Fotos: ArchivoFotos: ArchivoCAMAGÜEY.- Siento voces, luces encendidas, trajín inusual a esa hora. Miro el reloj. 1:58 a.m. Me levanto asustada, abro la puerta del cuarto. Mi hermana me asalta: tata, se murió Fidel.

Fue la peor de las noticias. “No Yisse, no puede ser”, es lo único que digo desencajada y nerviosa. Enciendo la televisión. Parece cierto; está el Fidel del desembarco. Lloro. Viene mi mamá. “Sí, Yasse, nos llamó ahora tu tío y tu tía Mirtha; también me avisaron del trabajo, tengo que ir para allá”. Vuelvo a la cama y no logro conciliar el sueño. Digo como si alguien me escuchara: fue un hombre bueno, cuánto lo he querido.

Y entonces recuerdo la ocasión en que lo descubrí; el día en que se me volvió para siempre, certeza, cariño, faro, deseo. Tendría unos siete años cuando el regaño-enseñanza de mi papá me lo colocó bien hondo en el pecho, como luz de neón, a pesar de la escasez de calendarios, del apagón repentino, de la ducha que en ese momento todo me desprendía. El agua no me lo resbaló; me lo incrustó con empeño, en superlativo.

Pensé en los discursos. En las reiteradas apariciones televisivas. En los recorridos. En el apego a su pueblo. En la emoción de tantos cientos que pudieron tocarle la mano, emularle el paso grande, besarlo, abrazarlo. Pensé en mi hermana y en su turbación en plena madrugada a pesar de no haberle tenido tan cerca como yo u otras generaciones. En mis futuros hijos, que tendrán que conocerle por los libros, por alguna clase inalcanzable, desde mis ardores, o en el tono de orgullo de su padre, quien en sana porfía intentará ganarme “terruño” porque su Palma Soriano fue la primera capital de la Revolución —ciudad tomada y liberada por el Ejército Rebelde el 27 de diciembre de 1958—, y porque desde allí Fidel informó al pueblo a través de las ondas de Radio Rebelde sobre el triunfo revolucionario.

Pensé en las tantas veces en que me asustó su probable partida. En aquel día de febrero de 2008 cuando nos reunieron en la Vocacional para leernos su carta de renuncia como presidente aduciendo su “estado crítico de salud”. Fue como el presagio de la noticia parca de este 25. Fue sacudida, bofetada, quebranto sin consuelo, fue desamparo, consternación, fue no hallar la ruta a mitad del camino.

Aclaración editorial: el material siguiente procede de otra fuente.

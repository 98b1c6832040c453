//! LLM provider abstractions for repcheck-runtime.
//!
//! This module defines the trait every model transport implements and the
//! OpenAI chat-completions implementation behind the `openai` feature.
//!
//! ## Security
//!
//! All providers use the [`secrets`] module for credential handling.
//! See [`ApiCredential`] for the recommended patterns.

use async_trait::async_trait;
use serde::{Deserialize, Serialize};
use std::time::Duration;
use thiserror::Error;

mod factory;
pub mod secrets;

#[cfg(feature = "openai")]
mod openai;

#[cfg(test)]
pub(crate) mod mock;

pub use factory::{ProviderFactory, ProviderRegistry, ProviderSettings};
pub use secrets::{ApiCredential, CredentialSource};

#[cfg(feature = "openai")]
pub use openai::{OpenAiProvider, OpenAiProviderFactory, OPENAI_API_KEY_ENV};

/// Errors from LLM providers.
#[derive(Error, Debug, Clone, PartialEq)]
pub enum ProviderError {
    #[error("HTTP request failed: {0}")]
    HttpError(String),

    #[error("Rate limit exceeded, retry after {retry_after:?}")]
    RateLimited { retry_after: Option<Duration> },

    #[error("Service error: {status} - {message}")]
    ServiceError { status: u16, message: String },

    #[error("JSON parse error: {0}")]
    ParseError(String),

    #[error("Authentication failed")]
    AuthError,

    #[error("Timeout after {0:?}")]
    Timeout(Duration),

    #[error("Provider not configured: {0}")]
    NotConfigured(String),
}

/// Requested shape of the model's reply.
#[derive(Debug, Clone, Copy, PartialEq, Eq, Default, Serialize, Deserialize)]
#[serde(rename_all = "snake_case")]
pub enum ResponseFormat {
    #[default]
    Text,
    JsonObject,
}

/// Configuration for a completion request.
#[derive(Debug, Clone)]
pub struct CompletionConfig {
    /// Model to use
    pub model: String,

    /// Maximum tokens to generate
    pub max_tokens: u32,

    /// Temperature (0.0 for deterministic)
    pub temperature: f32,

    /// Request timeout
    pub timeout: Duration,

    pub response_format: ResponseFormat,
}

impl Default for CompletionConfig {
    fn default() -> Self {
        Self {
            model: "gpt-4o".to_string(),
            max_tokens: 2000,
            temperature: 0.0,
            timeout: Duration::from_secs(60),
            response_format: ResponseFormat::Text,
        }
    }
}

/// A chat message for LLM completion.
#[derive(Debug, Clone, PartialEq, Serialize, Deserialize)]
pub struct ChatMessage {
    /// Role: "system", "user", or "assistant"
    pub role: String,

    /// Message content
    pub content: String,
}

impl ChatMessage {
    pub fn system(content: impl Into<String>) -> Self {
        Self {
            role: "system".to_string(),
            content: content.into(),
        }
    }

    pub fn user(content: impl Into<String>) -> Self {
        Self {
            role: "user".to_string(),
            content: content.into(),
        }
    }

    pub fn assistant(content: impl Into<String>) -> Self {
        Self {
            role: "assistant".to_string(),
            content: content.into(),
        }
    }
}

/// Response from an LLM completion.
#[derive(Debug, Clone, PartialEq)]
pub struct CompletionResponse {
    /// Generated content
    pub content: String,

    /// Token usage
    pub usage: TokenUsage,

    /// Model used
    pub model: String,

    /// Stop reason as reported by the provider
    pub stop_reason: Option<String>,
}

impl CompletionResponse {
    /// Whether generation stopped because the output limit was hit.
    pub fn is_truncated(&self) -> bool {
        matches!(self.stop_reason.as_deref(), Some("length") | Some("max_tokens"))
    }
}

/// Token usage from a completion.
#[derive(Debug, Clone, Copy, Default, PartialEq, Eq)]
pub struct TokenUsage {
    /// Tokens in the prompt
    pub prompt_tokens: u32,

    /// Tokens in the completion
    pub completion_tokens: u32,
}

impl TokenUsage {
    /// Total tokens used.
    pub fn total(&self) -> u32 {
        self.prompt_tokens + self.completion_tokens
    }
}

/// Provider abstraction allows swapping LLM backends.
///
/// This is the only place model calls are made. Everything in
/// `repcheck-core` stays deterministic.
#[async_trait]
pub trait LlmProvider: Send + Sync {
    /// Execute a chat completion.
    async fn complete(
        &self,
        messages: Vec<ChatMessage>,
        config: &CompletionConfig,
    ) -> Result<CompletionResponse, ProviderError>;

    /// Check if provider is usable.
    async fn health_check(&self) -> bool;

    /// Provider name for logs and usage reports.
    fn name(&self) -> &str;
}

#[cfg(test)]
mod tests {
    use super::*;

    #[test]
    fn test_chat_message_creation() {
        assert_eq!(ChatMessage::system("s").role, "system");
        assert_eq!(ChatMessage::user("u").role, "user");
        assert_eq!(ChatMessage::assistant("a").role, "assistant");
    }

    #[test]
    fn test_token_usage_total() {
        let usage = TokenUsage {
            prompt_tokens: 100,
            completion_tokens: 50,
        };
        assert_eq!(usage.total(), 150);
    }

    #[test]
    fn test_truncation_detection() {
        let mut response = CompletionResponse {
            content: "{".to_string(),
            usage: TokenUsage::default(),
            model: "m".to_string(),
            stop_reason: Some("length".to_string()),
        };
        assert!(response.is_truncated());

        response.stop_reason = Some("max_tokens".to_string());
        assert!(response.is_truncated());

        response.stop_reason = Some("stop".to_string());
        assert!(!response.is_truncated());

        response.stop_reason = None;
        assert!(!response.is_truncated());
    }

    #[test]
    fn test_response_format_serializes_snake_case() {
        assert_eq!(
            serde_json::to_string(&ResponseFormat::JsonObject).unwrap(),
            "\"json_object\""
        );
    }
}
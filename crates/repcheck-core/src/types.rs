//! Record types shared by every stage of the pipeline.
//!
//! These are explicit, fixed-field records. Nothing downstream of the
//! [`ResponseValidator`](crate::validator::ResponseValidator) ever sees a raw
//! model string where an enum is expected.

use std::cmp::Ordering;
use std::fmt;
use std::str::FromStr;

use chrono::{DateTime, Utc};
use serde::{Deserialize, Serialize};

/// One reproducibility-reporting question from a checklist.
#[derive(Debug, Clone, Serialize, Deserialize, PartialEq, Eq)]
pub struct ChecklistItem {
    /// Dotted ordinal, e.g. "6.3"
    pub item_id: String,

    /// Category used to group verdicts in summaries
    pub category: String,

    /// The question the model is asked to judge
    pub question: String,

    /// Longer description of what satisfies the item
    #[serde(default)]
    pub description: String,

    /// Guidance text as written in the source guideline
    #[serde(default)]
    pub original: String,

    /// Manuscript section where this is usually reported
    #[serde(default)]
    pub section: String,
}

impl ChecklistItem {
    pub fn new(
        item_id: impl Into<String>,
        category: impl Into<String>,
        question: impl Into<String>,
    ) -> Self {
        Self {
            item_id: item_id.into(),
            category: category.into(),
            question: question.into(),
            description: String::new(),
            original: String::new(),
            section: String::new(),
        }
    }

    pub fn with_description(mut self, description: impl Into<String>) -> Self {
        self.description = description.into();
        self
    }

    pub fn with_section(mut self, section: impl Into<String>) -> Self {
        self.section = section.into();
        self
    }
}

/// Compare two dotted ordinals numerically ("6.10" sorts after "6.9").
///
/// Non-numeric segments fall back to lexical comparison.
pub fn compare_item_ids(a: &str, b: &str) -> Ordering {
    let mut left = a.split('.');
    let mut right = b.split('.');
    loop {
        match (left.next(), right.next()) {
            (None, None) => return Ordering::Equal,
            (None, Some(_)) => return Ordering::Less,
            (Some(_), None) => return Ordering::Greater,
            (Some(l), Some(r)) => {
                let ord = match (l.parse::<u64>(), r.parse::<u64>()) {
                    (Ok(l), Ok(r)) => l.cmp(&r),
                    _ => l.cmp(r),
                };
                if ord != Ordering::Equal {
                    return ord;
                }
            }
        }
    }
}

/// Compliance label for a single checklist item.
#[derive(Debug, Clone, Copy, Serialize, Deserialize, PartialEq, Eq, Hash)]
pub enum Compliance {
    Yes,
    No,
    Partial,
    #[serde(rename = "n/a")]
    NotApplicable,
}

impl Compliance {
    /// Canonical tokens, in the order the model is told about them.
    pub const TOKENS: [&'static str; 4] = ["Yes", "No", "Partial", "n/a"];

    /// Legacy spellings of the not-applicable label.
    pub const NOT_APPLICABLE_ALIASES: [&'static str; 4] = ["N/A", "NA", "NotApplicable", "not applicable"];

    pub fn as_str(&self) -> &'static str {
        match self {
            Compliance::Yes => "Yes",
            Compliance::No => "No",
            Compliance::Partial => "Partial",
            Compliance::NotApplicable => "n/a",
        }
    }

    /// Whether this label counts as a reporting problem.
    pub fn is_issue(&self) -> bool {
        matches!(self, Compliance::No | Compliance::Partial)
    }
}

impl fmt::Display for Compliance {
    fn fmt(&self, f: &mut fmt::Formatter<'_>) -> fmt::Result {
        f.write_str(self.as_str())
    }
}

impl FromStr for Compliance {
    type Err = String;

    /// Case-insensitive parse of the canonical tokens and the legacy
    /// not-applicable aliases.
    fn from_str(s: &str) -> Result<Self, Self::Err> {
        let value = s.trim();
        let matches = |token: &str| value.eq_ignore_ascii_case(token);

        if matches("Yes") {
            Ok(Compliance::Yes)
        } else if matches("No") {
            Ok(Compliance::No)
        } else if matches("Partial") {
            Ok(Compliance::Partial)
        } else if matches("n/a") || Self::NOT_APPLICABLE_ALIASES.iter().any(|a| matches(a)) {
            Ok(Compliance::NotApplicable)
        } else {
            Err(format!("unknown compliance label: {value}"))
        }
    }
}

/// Per-item, per-manuscript compliance judgment plus supporting evidence.
#[derive(Debug, Clone, Serialize, Deserialize, PartialEq)]
pub struct ComplianceVerdict {
    pub doi: String,
    pub item_id: String,
    pub question: String,
    pub compliance: Compliance,
    pub explanation: String,

    /// Supporting quote from the manuscript (possibly empty)
    #[serde(default)]
    pub quote: String,

    /// Manuscript section the quote came from (possibly empty)
    #[serde(default)]
    pub section: String,

    pub created_at: DateTime<Utc>,
}

impl ComplianceVerdict {
    /// Verdict recorded when an item could not be analyzed.
    pub fn fallback(doi: &str, item: &ChecklistItem, reason: impl fmt::Display) -> Self {
        Self {
            doi: doi.to_string(),
            item_id: item.item_id.clone(),
            question: item.question.clone(),
            compliance: Compliance::NotApplicable,
            explanation: format!("Analysis failed: {reason}"),
            quote: String::new(),
            section: String::new(),
            created_at: Utc::now(),
        }
    }
}

/// Aggregated risk indicator for a category.
#[derive(Debug, Clone, Copy, Serialize, Deserialize, PartialEq, Eq, Hash)]
#[serde(rename_all = "lowercase")]
pub enum Severity {
    Low,
    Medium,
    High,
}

impl Severity {
    /// Display rank: High first.
    pub fn rank(&self) -> u8 {
        match self {
            Severity::High => 0,
            Severity::Medium => 1,
            Severity::Low => 2,
        }
    }

    pub fn as_str(&self) -> &'static str {
        match self {
            Severity::Low => "low",
            Severity::Medium => "medium",
            Severity::High => "high",
        }
    }
}

impl fmt::Display for Severity {
    fn fmt(&self, f: &mut fmt::Formatter<'_>) -> fmt::Result {
        f.write_str(self.as_str())
    }
}

impl FromStr for Severity {
    type Err = String;

    fn from_str(s: &str) -> Result<Self, Self::Err> {
        match s.trim().to_ascii_lowercase().as_str() {
            "low" => Ok(Severity::Low),
            "medium" => Ok(Severity::Medium),
            "high" => Ok(Severity::High),
            other => Err(format!("unknown severity: {other}")),
        }
    }
}

/// Summary of all verdicts sharing a category.
#[derive(Debug, Clone, Serialize, Deserialize, PartialEq)]
pub struct CategorySummary {
    pub category: String,
    pub summary: String,
    pub severity: Severity,
    pub member_verdicts: Vec<ComplianceVerdict>,
}

/// Manuscript-level summary. One per DOI; replaced whole on rerun.
#[derive(Debug, Clone, Serialize, Deserialize, PartialEq)]
pub struct AnalysisSummary {
    pub doi: String,
    pub overview: String,
    pub category_summaries: Vec<CategorySummary>,
    pub created_at: DateTime<Utc>,
}

/// Manuscript being analyzed. Only the DOI is required.
#[derive(Debug, Clone, Default, Serialize, Deserialize, PartialEq)]
pub struct Manuscript {
    pub doi: String,

    #[serde(default)]
    pub title: String,

    #[serde(default)]
    pub authors: Vec<String>,

    #[serde(default, rename = "abstract")]
    pub abstract_text: String,

    /// Study design, e.g. "randomized controlled trial"
    #[serde(default)]
    pub design: String,
}

impl Manuscript {
    pub fn new(doi: impl Into<String>) -> Self {
        Self {
            doi: doi.into(),
            ..Default::default()
        }
    }

    /// Short header used in summarization prompts.
    pub fn describe(&self) -> String {
        let mut out = String::new();
        if !self.title.is_empty() {
            out.push_str(&format!("Title: {}\n", self.title));
        }
        if !self.authors.is_empty() {
            out.push_str(&format!("Authors: {}\n", self.authors.join(", ")));
        }
        out.push_str(&format!("DOI: {}\n", self.doi));
        out
    }
}

#[cfg(test)]
mod tests {
    use super::*;

    #[test]
    fn test_compliance_serializes_canonical_tokens() {
        assert_eq!(serde_json::to_string(&Compliance::Yes).unwrap(), "\"Yes\"");
        assert_eq!(
            serde_json::to_string(&Compliance::NotApplicable).unwrap(),
            "\"n/a\""
        );
        let parsed: Compliance = serde_json::from_str("\"n/a\"").unwrap();
        assert_eq!(parsed, Compliance::NotApplicable);
    }

    #[test]
    fn test_compliance_parse_accepts_legacy_aliases() {
        for alias in ["N/A", "n/a", "NotApplicable", "not applicable", "NA"] {
            assert_eq!(alias.parse::<Compliance>(), Ok(Compliance::NotApplicable));
        }
        assert_eq!(" yes ".parse::<Compliance>(), Ok(Compliance::Yes));
        assert!("Maybe".parse::<Compliance>().is_err());
    }

    #[test]
    fn test_severity_round_trip_lowercase() {
        assert_eq!(serde_json::to_string(&Severity::High).unwrap(), "\"high\"");
        assert_eq!("MEDIUM".parse::<Severity>(), Ok(Severity::Medium));
        assert!(Severity::High.rank() < Severity::Medium.rank());
        assert!(Severity::Medium.rank() < Severity::Low.rank());
    }

    #[test]
    fn test_item_id_ordering_is_numeric() {
        assert_eq!(compare_item_ids("6.9", "6.10"), Ordering::Less);
        assert_eq!(compare_item_ids("2", "10"), Ordering::Less);
        assert_eq!(compare_item_ids("1.1", "1.1"), Ordering::Equal);
        assert_eq!(compare_item_ids("1", "1.1"), Ordering::Less);
    }

    #[test]
    fn test_fallback_verdict_is_not_applicable() {
        let item = ChecklistItem::new("1.1", "Data", "Is data shared?");
        let verdict = ComplianceVerdict::fallback("10.1/x", &item, "rate limited");
        assert_eq!(verdict.compliance, Compliance::NotApplicable);
        assert!(verdict.explanation.contains("rate limited"));
        assert_eq!(verdict.item_id, "1.1");
    }

    #[test]
    fn test_manuscript_describe() {
        let mut manuscript = Manuscript::new("10.1000/xyz");
        manuscript.title = "A study".to_string();
        manuscript.authors = vec!["A. One".to_string(), "B. Two".to_string()];
        let text = manuscript.describe();
        assert!(text.contains("Title: A study"));
        assert!(text.contains("A. One, B. Two"));
        assert!(text.contains("DOI: 10.1000/xyz"));
    }
}
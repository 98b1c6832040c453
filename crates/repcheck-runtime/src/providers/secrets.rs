//! API keys for model providers.
//!
//! A key is wrapped in [`secrecy::SecretString`] as soon as it is read and is
//! only readable through [`ApiCredential::expose`], at the point where it is
//! attached to a request. `Debug` and `Display` print `[REDACTED]`.
//!
//! ```ignore
//! let key = ApiCredential::resolve(settings.api_key.as_deref(), OPENAI_API_KEY_ENV, "OpenAI API key")?;
//! request.bearer_auth(key.expose());
//! ```

use std::fmt;

use secrecy::{ExposeSecret, SecretString};

use super::ProviderError;

#[derive(Debug, Clone, Copy, PartialEq, Eq)]
pub enum CredentialSource {
    /// `provider.api_key` in the runtime config
    Config,
    Environment,
    /// Passed in by the caller
    Programmatic,
}

impl CredentialSource {
    pub fn as_str(&self) -> &'static str {
        match self {
            CredentialSource::Config => "config",
            CredentialSource::Environment => "environment",
            CredentialSource::Programmatic => "caller",
        }
    }
}

pub struct ApiCredential {
    key: SecretString,
    source: CredentialSource,
    label: &'static str,
}

impl ApiCredential {
    pub fn new(key: impl Into<String>, source: CredentialSource, label: &'static str) -> Self {
        Self {
            key: SecretString::from(key.into()),
            source,
            label,
        }
    }

    pub fn from_env(env_var: &str, label: &'static str) -> Result<Self, ProviderError> {
        match std::env::var(env_var) {
            Ok(key) => Ok(Self::new(key, CredentialSource::Environment, label)),
            Err(_) => Err(ProviderError::NotConfigured(format!("{label} missing: {env_var} is not set"))),
        }
    }

    /// The configured key when it is non-blank, otherwise `env_var`.
    pub fn resolve(configured: Option<&str>, env_var: &str, label: &'static str) -> Result<Self, ProviderError> {
        match configured.map(str::trim).filter(|k| !k.is_empty()) {
            Some(key) => Ok(Self::new(key, CredentialSource::Config, label)),
            None => Self::from_env(env_var, label).map_err(|_| {
                ProviderError::NotConfigured(format!(
                    "{label} missing: set provider.api_key in the config or export {env_var}"
                ))
            }),
        }
    }

    /// Whether [`resolve`](Self::resolve) would find a key.
    pub fn is_available(configured: Option<&str>, env_var: &str) -> bool {
        let in_config = configured.is_some_and(|k| !k.trim().is_empty());
        in_config || std::env::var_os(env_var).is_some()
    }

    pub fn expose(&self) -> &str {
        self.key.expose_secret()
    }

    pub fn is_empty(&self) -> bool {
        self.expose().is_empty()
    }

    pub fn source(&self) -> CredentialSource {
        self.source
    }

    pub fn name(&self) -> &'static str {
        self.label
    }
}

impl fmt::Debug for ApiCredential {
    fn fmt(&self, f: &mut fmt::Formatter<'_>) -> fmt::Result {
        f.debug_struct("ApiCredential")
            .field("label", &self.label)
            .field("source", &self.source)
            .field("key", &"[REDACTED]")
            .finish()
    }
}

impl fmt::Display for ApiCredential {
    fn fmt(&self, f: &mut fmt::Formatter<'_>) -> fmt::Result {
        write!(f, "{} ({}) [REDACTED]", self.label, self.source.as_str())
    }
}

#[cfg(test)]
mod tests {
    use super::*;

    const KEY: &str = "sk-repcheck-0123456789";

    #[test]
    fn test_key_never_formatted() {
        let credential = ApiCredential::new(KEY, CredentialSource::Config, "OpenAI API key");

        for rendered in [format!("{credential:?}"), format!("{credential}")] {
            assert!(!rendered.contains(KEY), "key leaked: {rendered}");
            assert!(rendered.contains("[REDACTED]"));
        }
        assert_eq!(credential.to_string(), "OpenAI API key (config) [REDACTED]");
        assert_eq!(credential.expose(), KEY);
    }

    #[test]
    fn test_configured_key_wins_and_is_trimmed() {
        std::env::set_var("REPCHECK_TEST_KEY_CONFIG_WINS", "from-env");
        let credential =
            ApiCredential::resolve(Some("  from-config "), "REPCHECK_TEST_KEY_CONFIG_WINS", "key").unwrap();
        assert_eq!(credential.expose(), "from-config");
        assert_eq!(credential.source(), CredentialSource::Config);
        std::env::remove_var("REPCHECK_TEST_KEY_CONFIG_WINS");
    }

    #[test]
    fn test_blank_config_uses_environment() {
        std::env::set_var("REPCHECK_TEST_KEY_BLANK_CONFIG", "from-env");
        let credential = ApiCredential::resolve(Some(""), "REPCHECK_TEST_KEY_BLANK_CONFIG", "key").unwrap();
        assert_eq!(credential.expose(), "from-env");
        assert_eq!(credential.source(), CredentialSource::Environment);
        std::env::remove_var("REPCHECK_TEST_KEY_BLANK_CONFIG");
    }

    #[test]
    fn test_missing_key_explains_both_sources() {
        let err = ApiCredential::resolve(None, "REPCHECK_TEST_KEY_UNSET", "OpenAI API key").unwrap_err();
        let message = err.to_string();
        assert!(message.contains("provider.api_key"));
        assert!(message.contains("REPCHECK_TEST_KEY_UNSET"));
        assert!(!ApiCredential::is_available(Some(" "), "REPCHECK_TEST_KEY_UNSET"));
        assert!(ApiCredential::is_available(Some("k"), "REPCHECK_TEST_KEY_UNSET"));
    }
}
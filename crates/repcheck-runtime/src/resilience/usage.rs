//! Token and cost accounting across a run.

use parking_lot::RwLock;
use serde::{Deserialize, Serialize};
use std::sync::Arc;

use crate::providers::TokenUsage;

/// Accumulated LLM usage.
#[derive(Debug, Clone, Default, PartialEq, Serialize, Deserialize)]
pub struct LlmUsage {
    pub total_tokens: u32,
    pub prompt_tokens: u32,
    pub completion_tokens: u32,

    /// Number of LLM calls that returned a response
    pub llm_calls: u32,

    /// Estimated cost in USD
    pub estimated_cost: f64,
}

impl LlmUsage {
    /// Add token usage from a provider response.
    pub fn add(&mut self, usage: &TokenUsage, model: &str) {
        self.prompt_tokens += usage.prompt_tokens;
        self.completion_tokens += usage.completion_tokens;
        self.total_tokens += usage.total();
        self.llm_calls += 1;
        self.estimated_cost += Self::estimate_cost(usage, model);
    }

    fn estimate_cost(usage: &TokenUsage, model: &str) -> f64 {
        // USD per million tokens
        let (input_rate, output_rate) = match model {
            m if m.contains("gpt-4o-mini") => (0.15, 0.6),
            m if m.contains("gpt-4o") => (2.5, 10.0),
            m if m.contains("gpt-4.1-mini") => (0.4, 1.6),
            m if m.contains("gpt-4.1") => (2.0, 8.0),
            m if m.contains("gpt-4-turbo") => (10.0, 30.0),
            _ => (2.5, 10.0),
        };

        let input_cost = (usage.prompt_tokens as f64 / 1_000_000.0) * input_rate;
        let output_cost = (usage.completion_tokens as f64 / 1_000_000.0) * output_rate;
        input_cost + output_cost
    }
}

/// Shared usage accumulator; clones share the same totals.
#[derive(Debug, Clone, Default)]
pub struct UsageTracker {
    usage: Arc<RwLock<LlmUsage>>,
}

impl UsageTracker {
    pub fn new() -> Self {
        Self::default()
    }

    pub fn record(&self, usage: &TokenUsage, model: &str) {
        self.usage.write().add(usage, model);
    }

    pub fn snapshot(&self) -> LlmUsage {
        self.usage.read().clone()
    }

    pub fn reset(&self) {
        *self.usage.write() = LlmUsage::default();
    }
}

#[cfg(test)]
mod tests {
    use super::*;

    #[test]
    fn test_cost_estimation() {
        let mut usage = LlmUsage::default();
        usage.add(
            &TokenUsage {
                prompt_tokens: 1000,
                completion_tokens: 500,
            },
            "gpt-4o",
        );

        // 1000 * $2.5/MTok + 500 * $10/MTok = $0.0075
        assert!(usage.estimated_cost > 0.007 && usage.estimated_cost < 0.008);
        assert_eq!(usage.total_tokens, 1500);
        assert_eq!(usage.llm_calls, 1);
    }

    #[test]
    fn test_tracker_clones_share_totals() {
        let tracker = UsageTracker::new();
        let other = tracker.clone();
        other.record(
            &TokenUsage {
                prompt_tokens: 10,
                completion_tokens: 5,
            },
            "gpt-4o-mini",
        );
        assert_eq!(tracker.snapshot().total_tokens, 15);

        tracker.reset();
        assert_eq!(other.snapshot(), LlmUsage::default());
    }
}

Porque yo, como tantos, lo creía/creo inmortal, lo creía/creo infaltable, lo creía/creo humano, sí, pero de otra galaxia. Y él, aunque son indescifrables los gases, sustancias, magnitudes de las que está hecho, tampoco escapa a la carne, a los huesos. Así lo comprendí este 26 de noviembre, y duele... Sobre todo porque me niego a aceptar tal verdad como mera traición de la semántica.

En aquel entonces de 2008, como ahora, lloré. Todo con él siempre me ha conmovido hasta las raíces. Justo como me sucede cuando leo o veo escenas de padres e hijos, sin importar la carga dramática, esos trueques de cariños simplemente me conmueven. Será por eso que mi amiga Leydis, que tanto me conoce, siempre me lo mienta como “tu papá Fidel”. Vuelvo a pensar, y este pensamiento me ahoga. No pude estrecharlo en mis brazos; no pude verle cerca y darle, al menos, un beso fugaz (como soñaba).  Coño, no pude conocer a mi papá Fidel.

Pero como la muerte no alcanza para drenarnos las venas y llevarse junto a los nuestros el calor de la sangre, y pese a la tozudez de esta nueva misión suya que nunca aprobaremos, me sigo quedando con su figura trepidante, con su doctrina, con sus resonancias. A fin de cuentas, los padres nunca abandonan.